A la prévention de la thrombose

La thrombose ou les maladies thromboemboliques, par leurs manifestations veineuses ou artérielles sont aujourd’hui l’une des principales causes de mortalité dans le monde. La thrombose veineuse profonde, encore appelée phlébite, et sa complication, l’embolie pulmonaire, sont responsables chaque année en Europe de plus de décès que le cancer du sein, de la prostate, de l’infection par le virus du sida et les accidents de la route réunis.

Tous les ans, on estime que 1,5 millions d’Européens et 2 millions d’Américains sont affectés par cette maladie. Plus de 500.000 personnes en décèderont. La thrombose artérielle ou l’athérothrombose est la cause sous-jacente de l’infarctus du myocarde ou de l’accident vasculaire cérébral, lesquels sont responsables du tiers de tous les décès. A l’heure actuelle, un homme sur quatre et une femme sur trois décèdent toujours de leur premier infarctus, même dans les pays bénéficiant de systèmes de soins de santé à la pointe du progrès médical.
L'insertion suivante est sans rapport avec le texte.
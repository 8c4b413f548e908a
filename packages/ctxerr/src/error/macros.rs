//! Macros for error creation and handling

/// Create an [`Error`](crate::Error) from a format string
///
/// ```
/// let e = ctxerr::err!("missing key {}", "user_id");
/// assert_eq!(e.message(), "missing key user_id");
/// ```
#[macro_export]
macro_rules! err {
    ($($arg:tt)*) => {
        $crate::Error::new(::std::format!($($arg)*))
    };
}

/// Return early with an error built by [`err!`]
#[macro_export]
macro_rules! bail {
    ($($arg:tt)*) => {
        return ::std::result::Result::Err($crate::err!($($arg)*))
    };
}

/// Return early with an error unless a condition holds
#[macro_export]
macro_rules! ensure {
    ($cond:expr, $($arg:tt)*) => {
        if !$cond {
            $crate::bail!($($arg)*);
        }
    };
}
De nombreux anticoagulants existent actuellement sur le marché et permettent de réduire les effets de la maladie thromboembolique sur la santé. Ils font l’objet d’une recherche intensive par les grandes sociétés pharmaceutiques pour améliorer leur efficacité. Ils sont régulièrement administrés aux patients subissant une chirurgie lourde telle que le remplacement de la hanche ou de genou chez la personne âgée, ou encore dans le cas de chirurgie réparatrice chez les patients poly-traumatiques tels que les accidentés de la route ou du travail, ou lors de transplantation d’organe, ou enfin chez des patients ayant des problèmes de coagulation sanguine.

Cependant, la plupart des médicaments disponibles sont associés à des effets secondaires majeurs et rendent difficiles leur utilisation journalière. S’ils sont sous-dosés, ils peuvent conduire à la thrombose ; s’ils sont sur-dosés, ils peuvent provoquer des hémorragies difficilement contrôlables. Le monde médical est dès lors confronté à un véritable challenge. Il s’agit de découvrir des molécules ayant une fenêtre thérapeutique suffisamment large que pour prévenir les accidents thrombotiques et éviter les accidents hémorragiques. La protéine Ir-CPI semble appartenir à cette classe de molécules. En effet, chez l’animal, elle empêche la formation du thrombus dans des modèles de thrombose veineuse profonde, d’embolie pulmonaire et de thrombose artérielle, et ce sans altérer la balance de coagulation ni provoquer une hémorragie.

Création de la spin-off Bioxodes

Pour devenir un médicament administrable aux patients, la molécule Ir-CPI doit encore être évaluée sur le plan de la clinique humaine. C’est l’objectif de la spin-off Bioxodes. Le projet d’entreprise vise le développement des applications retenues pour Ir-CPI: la prévention de la thrombose veineuse profonde, l’embolie, l’ischémie cérébrale et les maladies coronariennes ; mais aussi le traitement de la maladie orpheline, l’angio-oedème héréditaire. Il s’agit également de piocher dans le réservoir des protéines de la salive de la tique pour identifier de nouvelles applications dans le domaine de la coagulation et de l’inflammation. Bioxodes vise à développer ces applications jusqu’au terme des essais cliniques de phase II et de donner les résultats sous licence à un grand groupe pharmaceutique.